Extracted data section start

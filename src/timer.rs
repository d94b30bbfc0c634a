//! A cooperative, tick-driven timer that settles promises when a time or
//! frame predicate becomes true.
//!
//! The host owns the loop and feeds elapsed seconds into
//! [`PromiseTimer::update`] once per tick; the timer reads no clock of its
//! own.

use std::sync::Arc;

use crate::error::{Cancelled, Cause};
use crate::promise::{Deferred, Promise};

/// Per-waiter view of time, recomputed on every tick before the predicate
/// runs.
#[derive(Debug, Clone, Copy, Default, PartialEq)]
pub struct TimeData {
    /// Seconds since the wait started.
    pub elapsed: f64,
    /// Seconds since this waiter's predicate last ran.
    pub delta: f64,
    /// Ticks since the wait started.
    pub elapsed_updates: u32,
}

type Predicate = Box<dyn FnMut(&TimeData) -> Result<bool, Cause> + Send>;

/// One pending wait: a predicate bound to the promise it will settle.
struct Waiter {
    promise_id: u64,
    deferred: Deferred<()>,
    predicate: Predicate,
    start_time: f64,
    start_frame: u32,
    time_data: TimeData,
}

/// Waiter list advanced once per tick.
///
/// # Examples
///
/// ```
/// use promise_kit::PromiseTimer;
///
/// let mut timer = PromiseTimer::new();
/// let wait = timer.wait_for(2.0);
/// timer.update(1.0);
/// assert!(wait.state().is_pending());
/// timer.update(1.0);
/// assert!(wait.state().is_settled());
/// ```
#[derive(Default)]
pub struct PromiseTimer {
    elapsed: f64,
    frame: u32,
    waiting: Vec<Waiter>,
}

impl PromiseTimer {
    pub fn new() -> Self {
        Self::default()
    }

    /// Resolves the returned promise on the first tick where `predicate`
    /// yields `Ok(true)`. An `Err` from the predicate rejects the promise
    /// with that cause instead and drops the waiter.
    pub fn wait_until(
        &mut self,
        predicate: impl FnMut(&TimeData) -> Result<bool, Cause> + Send + 'static,
    ) -> Promise<()> {
        let (deferred, promise) = Promise::create();
        self.waiting.push(Waiter {
            promise_id: promise.id(),
            deferred,
            predicate: Box::new(predicate),
            start_time: self.elapsed,
            start_frame: self.frame,
            time_data: TimeData::default(),
        });
        promise
    }

    /// Resolves after `seconds` of tick time have accumulated.
    pub fn wait_for(&mut self, seconds: f64) -> Promise<()> {
        self.wait_until(move |t| Ok(t.elapsed >= seconds))
    }

    /// Resolves on the first tick where `predicate` stops holding.
    pub fn wait_while(
        &mut self,
        mut predicate: impl FnMut(&TimeData) -> Result<bool, Cause> + Send + 'static,
    ) -> Promise<()> {
        self.wait_until(move |t| predicate(t).map(|holds| !holds))
    }

    /// Cancels the waiter bound to `promise`, rejecting it with the
    /// [`Cancelled`] cause. Returns `false` when no waiter matches, which is
    /// the normal outcome for a promise that already settled.
    pub fn cancel(&mut self, promise: &Promise<()>) -> bool {
        let id = promise.id();
        match self.waiting.iter().position(|w| w.promise_id == id) {
            Some(index) => {
                let waiter = self.waiting.remove(index);
                let _ = waiter.deferred.reject(Arc::new(Cancelled));
                true
            }
            None => false,
        }
    }

    /// Advances the timer by `delta` seconds and one tick, then runs every
    /// still-waiting predicate against its refreshed snapshot. A waiter whose
    /// predicate returns `Ok(true)` is resolved, one whose predicate fails is
    /// rejected; both leave the list before their promise settles, so the
    /// scan never revisits a removed entry or skips its successor.
    pub fn update(&mut self, delta: f64) {
        self.elapsed += delta;
        self.frame += 1;
        let mut index = 0;
        while index < self.waiting.len() {
            let waiter = &mut self.waiting[index];
            let elapsed = self.elapsed - waiter.start_time;
            waiter.time_data.delta = elapsed - waiter.time_data.elapsed;
            waiter.time_data.elapsed = elapsed;
            waiter.time_data.elapsed_updates = self.frame - waiter.start_frame;
            match (waiter.predicate)(&waiter.time_data) {
                Err(cause) => {
                    let waiter = self.waiting.remove(index);
                    let _ = waiter.deferred.reject(cause);
                }
                Ok(true) => {
                    let waiter = self.waiting.remove(index);
                    let _ = waiter.deferred.resolve(());
                }
                Ok(false) => index += 1,
            }
        }
    }

    /// Number of waits still pending.
    pub fn waiting_count(&self) -> usize {
        self.waiting.len()
    }
}
//! Settle-once promises for cooperative, tick-driven programs.
//!
//! A [`Promise`] is a container for a value or failure that is not known yet.
//! Producers settle it exactly once through its [`Deferred`] facet; consumers
//! chain continuations (`then`, `map`, `and_then`, `catch`), compose many
//! promises into one ([`Promise::all`], [`Promise::race`], [`Promise::first`],
//! [`Promise::sequence`]), and wait on tick time through [`PromiseTimer`].
//!
//! Settlement is synchronous on the settling thread: `resolve`/`reject` drive
//! the entire ready downstream graph before they return. There is no executor
//! and nothing blocks; a pending promise plus its registered handlers *is*
//! the wait.
//!
//! # Examples
//!
//! ```
//! use promise_kit::{Promise, PromiseTimer};
//!
//! let mut timer = PromiseTimer::new();
//! let greeting = timer
//!     .wait_for(1.0)
//!     .map(|_| Ok("ready"))
//!     .with_name("startup delay");
//! timer.update(0.5);
//! assert!(greeting.state().is_pending());
//! timer.update(0.5);
//! assert_eq!(greeting.value(), Some("ready"));
//! ```

pub mod combinators;
pub mod error;
pub mod promise;
pub mod timer;
pub mod tracking;

pub use combinators::Producer;
pub use error::{fault, is_cancellation, Cancelled, Cause, CombinatorError, Fault, StateError};
pub use promise::{Deferred, Promise, PromiseState};
pub use timer::{PromiseTimer, TimeData};
pub use tracking::{
    on_unhandled_rejection, pending_promises, set_tracking_enabled, tracking_enabled, PendingInfo,
    UnhandledRejection,
};
/// The consumer facet of a promise: register continuations, read state.
///
/// Cheap to clone; every clone observes the same settlement.
///
/// # Examples
///
/// ```
/// use promise_kit::Promise;
///
/// let (deferred, promise) = Promise::<i32>::create();
/// let doubled = promise.map(|v| Ok(v * 2));
/// deferred.resolve(21).unwrap();
/// assert_eq!(doubled.value(), Some(42));
/// ```
pub struct Promise<T> {
    inner: Arc<Mutex<Inner<T>>>,
}

impl<T> Clone for Promise<T> {
    fn clone(&self) -> Self {
        Self {
            inner: self.inner.clone(),
        }
    }
}

/// The producer facet: the privileged capability to settle a promise and to
/// report progress on it.
///
/// Combinators clone one `Deferred` into both halves of a continuation pair,
/// so settlement can come from either path; the settle-once check makes sure
/// only the first attempt lands.
pub struct Deferred<T> {
    inner: Arc<Mutex<Inner<T>>>,
}

impl<T> Clone for Deferred<T> {
    fn clone(&self) -> Self {
        Self {
            inner: self.inner.clone(),
        }
    }
}
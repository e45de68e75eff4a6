use serde::{Deserialize, Serialize};
use ts_rs::TS;

/// One respondent answer to one screening question.
///
/// `answer` is the numeric value of the option the respondent picked.
/// The engine sums whatever values arrive; it is the UI's job to only
/// offer values from the instrument's answer scale.
#[derive(Debug, Clone, Copy, PartialEq, Eq, Serialize, Deserialize, TS)]
#[serde(rename_all = "camelCase")]
#[ts(export)]
pub struct Response {
    pub question_id: u32,
    pub answer: i64,
}
use solace_core::models::{Response, ScoreResult, ScreeningRecord, SeverityLevel};
use uuid::Uuid;

#[test]
fn severity_serializes_to_kebab_case_labels() {
    let labels: Vec<String> = [
        SeverityLevel::Minimal,
        SeverityLevel::Mild,
        SeverityLevel::Moderate,
        SeverityLevel::ModeratelySevere,
        SeverityLevel::Severe,
    ]
    .iter()
    .map(|s| serde_json::to_string(s).unwrap())
    .collect();

    assert_eq!(
        labels,
        [
            "\"minimal\"",
            "\"mild\"",
            "\"moderate\"",
            "\"moderately-severe\"",
            "\"severe\"",
        ]
    );
}

#[test]
fn severity_display_matches_the_wire_label() {
    assert_eq!(
        SeverityLevel::ModeratelySevere.to_string(),
        "moderately-severe"
    );
    assert_eq!(SeverityLevel::Minimal.to_string(), "minimal");
}

#[test]
fn severity_ordering_runs_least_to_most_severe() {
    assert!(SeverityLevel::Minimal < SeverityLevel::Mild);
    assert!(SeverityLevel::Moderate < SeverityLevel::ModeratelySevere);
    assert!(SeverityLevel::ModeratelySevere < SeverityLevel::Severe);
}

#[test]
fn response_uses_the_frontend_field_names() {
    let response: Response = serde_json::from_str(r#"{"questionId": 4, "answer": 2}"#).unwrap();
    assert_eq!(response.question_id, 4);
    assert_eq!(response.answer, 2);
}

#[test]
fn screening_record_captures_the_raw_responses() {
    let responses = vec![
        Response {
            question_id: 1,
            answer: 2,
        },
        Response {
            question_id: 2,
            answer: 3,
        },
    ];
    let result = ScoreResult {
        total: 5,
        severity: SeverityLevel::Mild,
        percentage: 24,
    };

    let record = ScreeningRecord::new(Uuid::new_v4(), "depression", &responses, result).unwrap();
    assert_eq!(record.instrument_id, "depression");
    assert_eq!(record.result, result);
    assert_eq!(record.responses[0]["questionId"], 1);
    assert_eq!(record.responses[1]["answer"], 3);
}

#[test]
fn score_result_round_trips_through_json() {
    let result = ScoreResult {
        total: 17,
        severity: SeverityLevel::ModeratelySevere,
        percentage: 63,
    };

    let json = serde_json::to_string(&result).unwrap();
    assert!(json.contains("\"moderately-severe\""));

    let back: ScoreResult = serde_json::from_str(&json).unwrap();
    assert_eq!(back, result);
}
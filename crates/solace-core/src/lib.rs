//! solace-core
//!
//! Pure domain types for the Solace teletherapy platform. No backend
//! dependency — this is the shared vocabulary between the screening
//! engine, the web UI, and the persistence layer.

pub mod error;
pub mod models;
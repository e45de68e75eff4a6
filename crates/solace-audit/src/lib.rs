//! solace-audit
//!
//! Application-level audit events for clinically sensitive actions,
//! logged through `tracing` so they land in the platform's structured
//! log pipeline alongside request logs.

pub mod error;
pub mod events;

pub use error::AuditError;
pub use events::AuditEvent;
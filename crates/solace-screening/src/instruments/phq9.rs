use solace_core::models::SeverityLevel;

use crate::catalog::{AnswerOption, Instrument, Question, ScoringRules, SeverityBand};

const QUESTIONS: [&str; 9] = [
    "Little interest or pleasure in doing things",
    "Feeling down, depressed, or hopeless",
    "Trouble falling or staying asleep, or sleeping too much",
    "Feeling tired or having little energy",
    "Poor appetite or overeating",
    "Feeling bad about yourself - or that you are a failure or have let yourself or your family down",
    "Trouble concentrating on things, such as reading the newspaper or watching television",
    "Moving or speaking so slowly that other people could have noticed? Or the opposite - being so fidgety or restless that you have been moving around a lot more than usual",
    "Thoughts that you would be better off dead or of hurting yourself in some way",
];

/// PHQ-9: Patient Health Questionnaire, nine-item depression module.
/// 4-point frequency scale (0-3), total 0-27. The only instrument with
/// five severity tiers.
pub fn definition() -> Instrument {
    Instrument {
        id: "depression".to_string(),
        name: "PHQ-9".to_string(),
        full_name: "Patient Health Questionnaire-9".to_string(),
        description: "Over the last 2 weeks, how often have you been bothered by any of the following problems?".to_string(),
        questions: QUESTIONS
            .iter()
            .enumerate()
            .map(|(i, text)| question(i as u32 + 1, text))
            .collect(),
        answer_options: vec![
            option("Not at all", 0),
            option("Several days", 1),
            option("More than half the days", 2),
            option("Nearly every day", 3),
        ],
        scoring: ScoringRules {
            max_score: 27,
            bands: vec![
                band(SeverityLevel::Severe, 20, 27),
                band(SeverityLevel::ModeratelySevere, 15, 19),
                band(SeverityLevel::Moderate, 10, 14),
                band(SeverityLevel::Mild, 5, 9),
                band(SeverityLevel::Minimal, 0, 4),
            ],
        },
    }
}

fn question(id: u32, text: &str) -> Question {
    Question {
        id,
        text: text.to_string(),
    }
}

fn option(label: &str, value: i64) -> AnswerOption {
    AnswerOption {
        label: label.to_string(),
        value,
    }
}

fn band(severity: SeverityLevel, min: i64, max: i64) -> SeverityBand {
    SeverityBand { severity, min, max }
}
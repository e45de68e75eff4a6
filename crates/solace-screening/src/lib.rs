//! solace-screening
//!
//! Mental-health screening instrument definitions and scoring. Pure data
//! and pure functions — no I/O, no shared mutable state. Defines the
//! questions, answer scales, and severity bands for each supported
//! instrument, and computes `{total, severity, percentage}` results.

pub mod catalog;
pub mod error;
pub mod instruments;
pub mod scoring;

pub use catalog::{Catalog, Instrument};
pub use error::ScreeningError;
pub use scoring::calculate_score;
use serde::{Deserialize, Serialize};
use thiserror::Error;
use ts_rs::TS;

use solace_core::models::{Response, ScoreResult};

use crate::catalog::{Catalog, Instrument};
use crate::error::ScreeningError;

/// Score a completed screening.
///
/// The only failure is an instrument id the catalog does not know.
/// Responses are taken as given: duplicates are summed, missing
/// questions lower the total, and out-of-scale values pass straight
/// through. Callers who want those rejected run
/// [`Instrument::validate_responses`] first.
pub fn calculate_score(
    catalog: &Catalog,
    instrument_id: &str,
    responses: &[Response],
) -> Result<ScoreResult, ScreeningError> {
    let instrument = catalog
        .get(instrument_id)
        .ok_or_else(|| ScreeningError::UnknownInstrument(instrument_id.to_string()))?;
    Ok(instrument.score(responses))
}

impl Instrument {
    /// Sum the responses and band the total. Pure; order-independent.
    pub fn score(&self, responses: &[Response]) -> ScoreResult {
        let total: i64 = responses.iter().map(|r| r.answer).sum();
        let percentage =
            ((total as f64 / self.scoring.max_score as f64) * 100.0).round() as i64;
        ScoreResult {
            total,
            severity: self.scoring.severity_for(total),
            percentage,
        }
    }

    /// Check a response set against this instrument's question ids and
    /// answer scale. Strictly opt-in: the scorer never calls this, so
    /// partially-completed client state still scores.
    pub fn validate_responses(&self, responses: &[Response]) -> Vec<ValidationError> {
        let legal_values: Vec<i64> = self.answer_options.iter().map(|o| o.value).collect();

        let mut errors = Vec::new();
        for response in responses {
            if !self.questions.iter().any(|q| q.id == response.question_id) {
                errors.push(ValidationError {
                    question_id: response.question_id,
                    answer: response.answer,
                    message: format!(
                        "{}: question {} is not part of this instrument",
                        self.name, response.question_id,
                    ),
                });
            } else if !legal_values.contains(&response.answer) {
                errors.push(ValidationError {
                    question_id: response.question_id,
                    answer: response.answer,
                    message: format!(
                        "{}: answer {} for question {} is not on the {}-point scale",
                        self.name,
                        response.answer,
                        response.question_id,
                        legal_values.len(),
                    ),
                });
            }
        }
        errors
    }
}

/// A response rejected by the opt-in validation layer.
#[derive(Debug, Clone, Serialize, Deserialize, TS, Error)]
#[ts(export)]
#[error("{message}")]
pub struct ValidationError {
    pub question_id: u32,
    pub answer: i64,
    pub message: String,
}
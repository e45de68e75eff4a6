use serde::Serialize;
use tracing::info;
use uuid::Uuid;

use solace_core::models::ScoreResult;

use crate::error::AuditError;

/// A structured audit event for patient-data actions.
///
/// Screening results are clinical data, so every score computation and
/// record write gets an application-level event in addition to whatever
/// the storage layer logs on its own.
#[derive(Debug, Clone, Serialize)]
pub struct AuditEvent {
    pub action: String,
    pub resource_type: String,
    pub resource_id: String,
    pub actor: String,
    pub details: Option<serde_json::Value>,
}

impl AuditEvent {
    pub fn new(
        action: impl Into<String>,
        resource_type: impl Into<String>,
        resource_id: impl Into<String>,
        actor: impl Into<String>,
    ) -> Self {
        Self {
            action: action.into(),
            resource_type: resource_type.into(),
            resource_id: resource_id.into(),
            actor: actor.into(),
            details: None,
        }
    }

    /// Event for a freshly scored screening, carrying the instrument and
    /// the computed result in the details payload.
    pub fn screening_scored(
        patient_id: Uuid,
        instrument_id: &str,
        result: &ScoreResult,
    ) -> Result<Self, AuditError> {
        Ok(Self::new(
            "screening.scored",
            "screening",
            instrument_id,
            patient_id.to_string(),
        )
        .with_details(serde_json::to_value(result)?))
    }

    pub fn with_details(mut self, details: serde_json::Value) -> Self {
        self.details = Some(details);
        self
    }

    /// Emit this audit event via tracing.
    pub fn emit(&self) {
        info!(
            audit.action = %self.action,
            audit.resource_type = %self.resource_type,
            audit.resource_id = %self.resource_id,
            audit.actor = %self.actor,
            "audit event"
        );
    }
}
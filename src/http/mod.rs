//! HTTP protocol handling subsystem.
//!
//! # Data Flow
//! ```text
//! TCP connection
//!     → server.rs (Axum setup, ConnectInfo attached)
//!     → middleware/blocklist.rs (403 for denylisted peers)
//!     → server.rs forwarder (relay to upstream)
//!     → Send to client
//! ```

pub mod middleware;
pub mod response;
pub mod server;

pub use server::HttpServer;
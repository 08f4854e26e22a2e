//! Request middleware.

pub mod blocklist;
//! Security subsystem.
//!
//! # Data Flow
//! ```text
//! Incoming request:
//!     → gate.rs (peer IP checked against the denylist)
//!     → 403, or pass to the downstream handler
//! ```
//!
//! # Design Decisions
//! - The gate never starts without a loaded denylist
//! - Reload failures keep the last good list; they never reach clients
//! - No trust in client input: only the transport peer address is used

pub mod gate;

pub use gate::{Gate, GateError};
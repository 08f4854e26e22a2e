//! OS signal handling.
//!
//! # Responsibilities
//! - Wait for SIGINT (Ctrl+C) or SIGTERM
//! - Translate either into the shutdown broadcast
//!
//! # Design Decisions
//! - Uses Tokio's signal handling (async-safe)
//! - A handler that fails to install is logged and never fires

use crate::lifecycle::Shutdown;

/// Resolve once SIGINT or SIGTERM is received.
pub async fn wait() {
    let ctrl_c = async {
        if let Err(e) = tokio::signal::ctrl_c().await {
            tracing::error!(error = %e, "Failed to install Ctrl+C handler");
            std::future::pending::<()>().await;
        }
    };

    #[cfg(unix)]
    let terminate = async {
        use tokio::signal::unix::{signal, SignalKind};
        match signal(SignalKind::terminate()) {
            Ok(mut sigterm) => {
                sigterm.recv().await;
            }
            Err(e) => {
                tracing::error!(error = %e, "Failed to install SIGTERM handler");
                std::future::pending::<()>().await;
            }
        }
    };

    #[cfg(not(unix))]
    let terminate = std::future::pending::<()>();

    tokio::select! {
        _ = ctrl_c => tracing::info!("SIGINT received"),
        _ = terminate => tracing::info!("SIGTERM received"),
    }
}

/// Spawn a task that triggers `shutdown` on the first signal.
pub fn forward_to(shutdown: std::sync::Arc<Shutdown>) {
    tokio::spawn(async move {
        wait().await;
        shutdown.trigger();
    });
}
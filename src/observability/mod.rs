//! Observability subsystem.
//!
//! # Data Flow
//! ```text
//! gate middleware, refresh loop:
//!     → logging.rs (structured log events)
//!     → metrics.rs (counters, gauges)
//!
//! Consumers:
//!     → stdout (pretty or JSON)
//!     → Metrics endpoint (Prometheus scrape)
//! ```
//!
//! # Design Decisions
//! - Structured logging (JSON) for machine parsing
//! - Metrics are cheap (atomic increments) and no-ops until a recorder is installed

pub mod logging;
pub mod metrics;
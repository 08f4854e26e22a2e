//! Configuration loading from disk.

use std::fs;
use std::path::Path;

use crate::config::schema::ProxyConfig;
use crate::config::validation::{validate_config, ValidationError};

/// Error type for configuration loading.
#[derive(Debug, thiserror::Error)]
pub enum ConfigError {
    #[error("IO error: {0}")]
    Io(#[source] std::io::Error),

    #[error("Parse error: {0}")]
    Parse(#[source] toml::de::Error),

    #[error("Validation failed: {}", join_errors(.0))]
    Validation(Vec<ValidationError>),
}

fn join_errors(errors: &[ValidationError]) -> String {
    errors
        .iter()
        .map(ToString::to_string)
        .collect::<Vec<_>>()
        .join(", ")
}

/// Load and validate configuration from a TOML file.
pub fn load_config(path: &Path) -> Result<ProxyConfig, ConfigError> {
    let content = fs::read_to_string(path).map_err(ConfigError::Io)?;
    parse_config(&content)
}

/// Parse and validate configuration from TOML text.
pub fn parse_config(content: &str) -> Result<ProxyConfig, ConfigError> {
    let config: ProxyConfig = toml::from_str(content).map_err(ConfigError::Parse)?;
    validate_config(&config).map_err(ConfigError::Validation)?;
    Ok(config)
}
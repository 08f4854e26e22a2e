//! Shutdown coordination.

use tokio::sync::broadcast;

/// One-shot stop signal fanned out to long-running tasks.
///
/// The HTTP server and each gate's refresh loop hold a receiver. Dropping
/// the `Shutdown` closes the channel, which receivers also treat as a stop.
#[derive(Debug)]
pub struct Shutdown {
    tx: broadcast::Sender<()>,
}

impl Shutdown {
    pub fn new() -> Self {
        // A single slot: the signal carries no data, only the wake-up matters.
        let (tx, _) = broadcast::channel(1);
        Self { tx }
    }

    /// Receivers created after [`trigger`](Self::trigger) do not see it.
    pub fn subscribe(&self) -> broadcast::Receiver<()> {
        self.tx.subscribe()
    }

    /// Wake every current subscriber.
    ///
    /// Triggering again before a subscriber has received overwrites the single
    /// slot, so that subscriber's next `recv()` yields `Err(Lagged(n))` rather
    /// than `Ok(())`. Callers waiting for shutdown must treat any result as the
    /// signal.
    pub fn trigger(&self) {
        let _ = self.tx.send(());
    }
}

impl Default for Shutdown {
    fn default() -> Self {
        Self::new()
    }
}

#[cfg(test)]
mod tests {
    use super::*;
    use tokio::sync::broadcast::error::RecvError;

    #[tokio::test]
    async fn test_trigger_reaches_every_subscriber() {
        let shutdown = Shutdown::new();
        let mut server = shutdown.subscribe();
        let mut refresh = shutdown.subscribe();

        shutdown.trigger();

        assert!(server.recv().await.is_ok());
        assert!(refresh.recv().await.is_ok());
    }

    #[tokio::test]
    async fn test_repeated_trigger_still_wakes_subscriber() {
        let shutdown = Shutdown::new();
        let mut rx = shutdown.subscribe();

        shutdown.trigger();
        shutdown.trigger();

        assert!(matches!(rx.recv().await, Err(RecvError::Lagged(1))));
        assert!(rx.recv().await.is_ok());
    }

    #[tokio::test]
    async fn test_late_subscriber_misses_trigger() {
        let shutdown = Shutdown::new();
        shutdown.trigger();

        let mut rx = shutdown.subscribe();
        assert!(matches!(rx.try_recv(), Err(broadcast::error::TryRecvError::Empty)));
    }

    #[tokio::test]
    async fn test_drop_closes_subscribers() {
        let shutdown = Shutdown::new();
        let mut rx = shutdown.subscribe();

        drop(shutdown);
        assert!(matches!(rx.recv().await, Err(RecvError::Closed)));
    }
}
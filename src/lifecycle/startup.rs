//! Startup orchestration.
//!
//! # Responsibilities
//! - Initialize subsystems in dependency order
//! - Build the gate (initial blocklist load) before accepting traffic
//! - Bind the listener and serve until a shutdown signal
//!
//! # Design Decisions
//! - Fail fast: any startup error is fatal
//! - Listener binds last (traffic only when the denylist is loaded)

use std::net::SocketAddr;
use std::sync::Arc;

use tokio::net::TcpListener;

use crate::config::ProxyConfig;
use crate::http::HttpServer;
use crate::lifecycle::{signals, Shutdown};
use crate::observability::metrics;
use crate::security::{Gate, GateError};

/// Error type for startup.
#[derive(Debug, thiserror::Error)]
pub enum StartupError {
    #[error(transparent)]
    Gate(#[from] GateError),

    #[error("invalid upstream address: {0}")]
    Upstream(#[from] axum::http::uri::InvalidUri),

    #[error("failed to bind {address}: {source}")]
    Bind {
        address: String,
        #[source]
        source: std::io::Error,
    },

    #[error("server error: {0}")]
    Serve(#[source] std::io::Error),
}

/// Start every subsystem and serve until SIGINT/SIGTERM.
pub async fn run(config: ProxyConfig) -> Result<(), StartupError> {
    if config.observability.metrics_enabled {
        match config.observability.metrics_address.parse::<SocketAddr>() {
            Ok(addr) => metrics::init_metrics(addr),
            Err(e) => tracing::error!(
                metrics_address = %config.observability.metrics_address,
                error = %e,
                "Failed to parse metrics address"
            ),
        }
    }

    let gate = Gate::new(&config.blocklist).await?;

    let listener = TcpListener::bind(&config.listener.bind_address)
        .await
        .map_err(|source| StartupError::Bind {
            address: config.listener.bind_address.clone(),
            source,
        })?;

    let shutdown = Arc::new(Shutdown::new());
    let server_shutdown = shutdown.subscribe();
    signals::forward_to(shutdown);

    let server = HttpServer::new(config, gate)?;
    server
        .run(listener, server_shutdown)
        .await
        .map_err(StartupError::Serve)
}
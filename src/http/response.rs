//! Responses produced by the gate itself.

use axum::{
    http::StatusCode,
    response::{IntoResponse, Response},
};

/// Body sent to blocked clients.
pub const BLOCKED_BODY: &str = "Forbidden: Your IP has been blocked";

/// 403 with a plain-text body. Axum sets `text/plain; charset=utf-8`.
pub fn forbidden() -> Response {
    (StatusCode::FORBIDDEN, BLOCKED_BODY).into_response()
}

/// Upstream could not be reached.
pub fn bad_gateway() -> Response {
    (StatusCode::BAD_GATEWAY, "Upstream request failed").into_response()
}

Extracted data section end

» **Task**:
In the entries above, how many lines contain the word "collect"? Answer with the number only.

» **Exercise solution**:
4